Low-dose simvastatin for the treatment of hypercholesterolaemia in recipients of cardiac transplantation.

There is increasing evidence that hypercholesterolaemia is an important contributor to the development of accelerated coronary arterial disease in the cardiac allograft. The optimal drug therapy of hypercholesterolaemia in recipients after cardiac transplantation, however, has not been defined. Simvastatin (an inhibitor of hydroxy-methyl glutaryl-coenzyme A reductase), at a dose of 10 mg/day, was administered to 12 recipients with serum total cholesterol greater than or equal to 7.8 mmol/l and serum triglyceride less than or equal to 4.5 mmol/l refractory to dietary measures during a follow-up period of 1-5 years after cardiac transplantation. All patients received maintenance doses of cyclosporin A and, in some instances, azathioprine and prednisolone.
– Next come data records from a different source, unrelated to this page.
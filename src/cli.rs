//! CLI definition and dispatch.

use chrono::{NaiveDateTime, Timelike};
use clap::{Parser, Subcommand};
use std::fs;
use std::path::{Path, PathBuf};
use std::process::ExitCode;
use tracing_subscriber::EnvFilter;
use tracing_subscriber::prelude::*;

use crate::adapters::csv_feed_adapter::read_daily_csv;
use crate::adapters::feed_factory::registry_from_config;
use crate::adapters::file_config_adapter::FileConfigAdapter;
use crate::adapters::memory_asset_cache::InMemoryAssetCache;
use crate::adapters::system_clock::SystemClock;
use crate::domain::asset::parse_fqn_list;
use crate::domain::atr::compute_atr;
use crate::domain::error::TrendstopError;
use crate::domain::portfolio::{correlations_for_ids, prices_for_ids, stops_for_ids};
use crate::domain::resample::resample;
use crate::domain::resolution::Resolution;
use crate::domain::series::OhlcSeries;
use crate::domain::strategy::StrategySettings;
use crate::domain::trailing_stop::compute_trailing_stop;
use crate::ports::clock_port::ClockPort;
use crate::ports::config_port::ConfigPort;

pub const DEFAULT_LOG_FILTER: &str = "trendstop=info,warn";
pub const DEFAULT_LISTEN: &str = "127.0.0.1:8000";

#[derive(Parser, Debug)]
#[command(name = "trendstop", about = "ATR trailing stops over normalized broker data")]
pub struct Cli {
    #[command(subcommand)]
    pub command: Command,
}

#[derive(Subcommand, Debug)]
pub enum Command {
    /// Latest trailing stop for each asset (e.g. AV:5269 CMC:X-ABC)
    Stop {
        #[arg(short, long)]
        config: PathBuf,
        #[arg(required = true)]
        assets: Vec<String>,
    },
    /// Current price and daily change for each asset
    Price {
        #[arg(short, long)]
        config: PathBuf,
        #[arg(required = true)]
        assets: Vec<String>,
    },
    /// Print a daily CSV augmented with ATR (and stop when a multiplier is given)
    Atr {
        #[arg(long)]
        csv: PathBuf,
        #[arg(short, long, default_value_t = 21)]
        periods: usize,
        #[arg(short, long)]
        multiplier: Option<f64>,
        #[arg(short, long, default_value = "day")]
        resolution: Resolution,
    },
    /// Resample a daily CSV to weekly or monthly bars
    Resample {
        #[arg(long)]
        csv: PathBuf,
        #[arg(short, long)]
        resolution: Resolution,
    },
    /// Clustered correlation matrix of daily returns, `;`-separated
    Correlations {
        #[arg(short, long)]
        config: PathBuf,
        #[arg(required = true)]
        assets: Vec<String>,
        /// Extra assets appended after clustering
        #[arg(short, long, value_delimiter = ',')]
        external: Vec<String>,
    },
    /// Start the HTTP API
    Serve {
        #[arg(short, long)]
        config: PathBuf,
    },
}

pub fn run(cli: Cli) -> ExitCode {
    match execute(cli) {
        Ok(()) => ExitCode::SUCCESS,
        Err(e) => {
            eprintln!("error: {e}");
            (&e).into()
        }
    }
}

pub fn execute(cli: Cli) -> Result<(), TrendstopError> {
    match cli.command {
        Command::Stop { config, assets } => run_stop(&config, &assets),
        Command::Price { config, assets } => run_price(&config, &assets),
        Command::Atr {
            csv,
            periods,
            multiplier,
            resolution,
        } => run_atr(&csv, periods, multiplier, resolution),
        Command::Resample { csv, resolution } => run_resample(&csv, resolution),
        Command::Correlations {
            config,
            assets,
            external,
        } => run_correlations(&config, &assets, &external),
        Command::Serve { config } => run_serve(&config),
    }
}

/// Installs the global subscriber once. `RUST_LOG` wins over the config's
/// `[log] filter`, which wins over the default.
pub fn init_logging(config_filter: Option<&str>) {
    let filter = EnvFilter::try_from_default_env()
        .or_else(|_| EnvFilter::try_new(config_filter.unwrap_or(DEFAULT_LOG_FILTER)))
        .unwrap_or_else(|_| EnvFilter::new(DEFAULT_LOG_FILTER));

    let _ = tracing_subscriber::registry()
        .with(filter)
        .with(tracing_subscriber::fmt::layer().with_writer(std::io::stderr))
        .try_init();
}

pub fn load_config(path: &Path) -> Result<FileConfigAdapter, TrendstopError> {
    let config = FileConfigAdapter::from_file(path)?;
    init_logging(config.get_string("log", "filter").as_deref());
    Ok(config)
}

fn read_csv_series(path: &Path) -> Result<OhlcSeries, TrendstopError> {
    init_logging(None);
    let content = fs::read_to_string(path)?;
    read_daily_csv(&content, &path.display().to_string())
}

fn run_stop(config_path: &Path, assets: &[String]) -> Result<(), TrendstopError> {
    let config = load_config(config_path)?;
    let registry = registry_from_config(&config)?;
    let settings = StrategySettings::from_config(&config)?;
    let cache = InMemoryAssetCache::new();

    let ids = parse_fqn_list(&assets.join(","));
    let stops = stops_for_ids(&ids, &cache, &registry, &settings, SystemClock.now());
    for stop in &stops {
        println!("{}\t{}", stop.fqn_id, stop.stop_loss_atr);
    }

    if stops.len() < ids.len() {
        eprintln!("{} of {} assets skipped", ids.len() - stops.len(), ids.len());
    }
    Ok(())
}

fn run_price(config_path: &Path, assets: &[String]) -> Result<(), TrendstopError> {
    let config = load_config(config_path)?;
    let registry = registry_from_config(&config)?;
    let cache = InMemoryAssetCache::new();

    let ids = parse_fqn_list(&assets.join(","));
    let prices = prices_for_ids(&ids, &cache, &registry);
    for p in &prices {
        println!(
            "{}\t{}\t{}\t{:.2}%",
            p.fqn_id, p.price.last, p.price.change, p.price.change_pct
        );
    }

    if prices.len() < ids.len() {
        eprintln!("{} of {} assets skipped", ids.len() - prices.len(), ids.len());
    }
    Ok(())
}

fn run_atr(
    csv_path: &Path,
    periods: usize,
    multiplier: Option<f64>,
    resolution: Resolution,
) -> Result<(), TrendstopError> {
    let series = resample(&read_csv_series(csv_path)?, resolution);
    print!("{}", atr_table(&series, periods, multiplier)?);
    Ok(())
}

fn run_resample(csv_path: &Path, resolution: Resolution) -> Result<(), TrendstopError> {
    let series = resample(&read_csv_series(csv_path)?, resolution);
    print!("{}", series_table(&series)?);
    Ok(())
}

fn run_correlations(
    config_path: &Path,
    assets: &[String],
    external: &[String],
) -> Result<(), TrendstopError> {
    let config = load_config(config_path)?;
    let registry = registry_from_config(&config)?;
    let cache = InMemoryAssetCache::new();

    let portfolio = parse_fqn_list(&assets.join(","));
    let external = parse_fqn_list(&external.join(","));
    let matrix = correlations_for_ids(&portfolio, &external, &cache, &registry)?;
    print!("{}", matrix.to_csv(b';')?);
    Ok(())
}

fn run_serve(config_path: &Path) -> Result<(), TrendstopError> {
    #[cfg(feature = "web")]
    {
        use crate::adapters::web::{AppState, build_router};
        use std::net::SocketAddr;
        use std::sync::Arc;
        use tracing::info;

        let config = load_config(config_path)?;
        let listen = config
            .get_string("web", "listen")
            .unwrap_or_else(|| DEFAULT_LISTEN.to_string());
        let addr: SocketAddr = listen.parse().map_err(|e| TrendstopError::ConfigInvalid {
            section: "web".to_string(),
            key: "listen".to_string(),
            reason: format!("{listen:?}: {e}"),
        })?;

        let state = AppState {
            registry: registry_from_config(&config)?,
            cache: Arc::new(InMemoryAssetCache::new()),
            settings: StrategySettings::from_config(&config)?,
            clock: Arc::new(SystemClock),
        };
        let router = build_router(state);

        info!(%addr, "starting web server");
        tokio::runtime::Runtime::new()?.block_on(async {
            let listener = tokio::net::TcpListener::bind(addr).await?;
            axum::serve(listener, router).await
        })?;
        Ok(())
    }

    #[cfg(not(feature = "web"))]
    {
        let _ = config_path;
        Err(TrendstopError::ConfigInvalid {
            section: "web".to_string(),
            key: "listen".to_string(),
            reason: "built without the `web` feature".to_string(),
        })
    }
}

fn format_time(time: NaiveDateTime) -> String {
    if time.num_seconds_from_midnight() == 0 {
        time.date().to_string()
    } else {
        time.format("%Y-%m-%d %H:%M:%S").to_string()
    }
}

fn optional(value: Option<f64>) -> String {
    value.map(|v| v.to_string()).unwrap_or_default()
}

fn into_string(writer: csv::Writer<Vec<u8>>) -> Result<String, TrendstopError> {
    let bytes = writer
        .into_inner()
        .map_err(|e| TrendstopError::Io(e.into_error()))?;
    String::from_utf8(bytes).map_err(|e| TrendstopError::Io(std::io::Error::other(e)))
}

/// `date,open,high,low,close` rows.
pub fn series_table(series: &OhlcSeries) -> Result<String, TrendstopError> {
    let mut writer = csv::Writer::from_writer(Vec::new());
    writer
        .write_record(["date", "open", "high", "low", "close"])
        .map_err(|e| TrendstopError::Io(e.into()))?;
    for bar in series.bars() {
        writer
            .write_record([
                format_time(bar.time),
                bar.open.to_string(),
                bar.high.to_string(),
                bar.low.to_string(),
                bar.close.to_string(),
            ])
            .map_err(|e| TrendstopError::Io(e.into()))?;
    }
    into_string(writer)
}

/// Bars plus `true_range,atr`, and `stop_distance,stop` when a multiplier is
/// given. Undefined values are empty.
pub fn atr_table(
    series: &OhlcSeries,
    periods: usize,
    multiplier: Option<f64>,
) -> Result<String, TrendstopError> {
    let atr = compute_atr(series, periods);
    let stops = match multiplier {
        Some(m) => Some(compute_trailing_stop(series, periods, m)?),
        None => None,
    };

    let mut writer = csv::Writer::from_writer(Vec::new());
    let mut header = vec!["date", "open", "high", "low", "close", "true_range", "atr"];
    if stops.is_some() {
        header.extend(["stop_distance", "stop"]);
    }
    writer
        .write_record(&header)
        .map_err(|e| TrendstopError::Io(e.into()))?;

    for (i, row) in atr.rows.iter().enumerate() {
        let bar = row.bar;
        let mut record = vec![
            format_time(bar.time),
            bar.open.to_string(),
            bar.high.to_string(),
            bar.low.to_string(),
            bar.close.to_string(),
            optional(row.true_range),
            optional(row.atr),
        ];
        if let Some(stops) = &stops {
            let stop_row = &stops.rows[i];
            record.push(optional(stop_row.stop_distance));
            record.push(optional(stop_row.stop));
        }
        writer
            .write_record(&record)
            .map_err(|e| TrendstopError::Io(e.into()))?;
    }
    into_string(writer)
}
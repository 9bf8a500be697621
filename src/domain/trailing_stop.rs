//! ATR trailing stop.
//!
//! `stop_distance = atr * multiplier`. From the first row with an ATR the stop
//! is seeded on one side of the close, then each row looks at the previous
//! close and stop:
//! - both closes above the previous stop: `max(prev_stop, close - distance)`
//! - both closes below the previous stop: `min(prev_stop, close + distance)`
//! - otherwise price crossed it and the stop flips to the side of the new close.
//!
//! The recurrence is strictly sequential and runs in ascending time order.

use crate::domain::atr::compute_atr;
use crate::domain::bar::Bar;
use crate::domain::error::TrendstopError;
use crate::domain::series::OhlcSeries;

/// Side the stop is seeded on before any crossing has been observed.
///
/// The default seeds long, below the close. Running the recurrence against an
/// undefined previous stop instead falls through to the short branch and seeds
/// above the close; that is not the behaviour wanted here.
#[derive(Debug, Clone, Copy, PartialEq, Eq, Default)]
pub enum StopBias {
    #[default]
    Long,
    Short,
}

#[derive(Debug, Clone, Copy, PartialEq)]
pub struct StopRow {
    pub bar: Bar,
    pub atr: Option<f64>,
    pub stop_distance: Option<f64>,
    pub stop: Option<f64>,
}

#[derive(Debug, Clone, PartialEq)]
pub struct StopSeries {
    pub periods: usize,
    pub multiplier: f64,
    pub rows: Vec<StopRow>,
}

impl StopSeries {
    pub fn len(&self) -> usize {
        self.rows.len()
    }

    pub fn is_empty(&self) -> bool {
        self.rows.is_empty()
    }

    pub fn stops(&self) -> Vec<Option<f64>> {
        self.rows.iter().map(|r| r.stop).collect()
    }

    /// Drops the most recent row, used when its bucket has not closed yet.
    pub fn without_last(mut self) -> Self {
        self.rows.pop();
        self
    }

    /// Most recent row that carries a stop.
    pub fn latest(&self) -> Option<&StopRow> {
        self.rows.iter().rev().find(|r| r.stop.is_some())
    }
}

/// The stop for one row given the previous row's close and stop.
pub fn next_stop(prev_close: f64, prev_stop: f64, close: f64, distance: f64) -> f64 {
    if close > prev_stop && prev_close > prev_stop {
        prev_stop.max(close - distance)
    } else if close < prev_stop && prev_close < prev_stop {
        prev_stop.min(close + distance)
    } else if close > prev_stop {
        close - distance
    } else {
        close + distance
    }
}

pub fn compute_trailing_stop(
    series: &OhlcSeries,
    periods: usize,
    multiplier: f64,
) -> Result<StopSeries, TrendstopError> {
    compute_trailing_stop_with_bias(series, periods, multiplier, StopBias::default())
}

pub fn compute_trailing_stop_with_bias(
    series: &OhlcSeries,
    periods: usize,
    multiplier: f64,
    bias: StopBias,
) -> Result<StopSeries, TrendstopError> {
    if series.is_empty() {
        return Err(TrendstopError::EmptySeries);
    }

    let atr = compute_atr(series, periods);
    let mut rows: Vec<StopRow> = Vec::with_capacity(atr.len());

    for (i, atr_row) in atr.rows.iter().enumerate() {
        let bar = atr_row.bar;
        let stop_distance = atr_row.atr.map(|a| a * multiplier);
        let previous = i.checked_sub(1).map(|p| &rows[p]);

        let stop = match (stop_distance, previous.and_then(|p| p.stop.map(|s| (p.bar.close, s)))) {
            (None, _) => None,
            (Some(distance), None) => Some(match bias {
                StopBias::Long => bar.close - distance,
                StopBias::Short => bar.close + distance,
            }),
            (Some(distance), Some((prev_close, prev_stop))) => {
                Some(next_stop(prev_close, prev_stop, bar.close, distance))
            }
        };

        rows.push(StopRow {
            bar,
            atr: atr_row.atr,
            stop_distance,
            stop,
        });
    }

    Ok(StopSeries {
        periods,
        multiplier,
        rows,
    })
}

/// Latest defined stop, or `InsufficientHistory` when none was ever seeded.
pub fn latest_stop(series: &StopSeries) -> Result<f64, TrendstopError> {
    series
        .latest()
        .and_then(|r| r.stop)
        .ok_or(TrendstopError::InsufficientHistory {
            rows: series.len(),
            periods: series.periods,
        })
}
After 2 months treatment with simvastatin, serum total cholesterol was significantly reduced from 8.8 +/- 0.3 mmol/l (mean +/- SEM) to 5.5 +/- 0.5 mmol/l, P less than 0.001, low density cholesterol from 6.6 +/- 0.4 to 3.8 +/- 0.3 mmol/l, P less than 0.001 and triglycerides from 2.4 +/- 0.2 mmol/l to 1.8 +/- 0.2 mmol/l, P less than 0.005. These changes were maintained after a period of treatment of 8 months. Serum high density cholesterol, hepatic transaminase levels, serum creatinine, creatine kinase and cyclosporin A blood levels were not altered by treatment with simvastatin. It is concluded that, in this study group, low-dose simvastatin appears to be well tolerated and has favourable lipid modifying properties.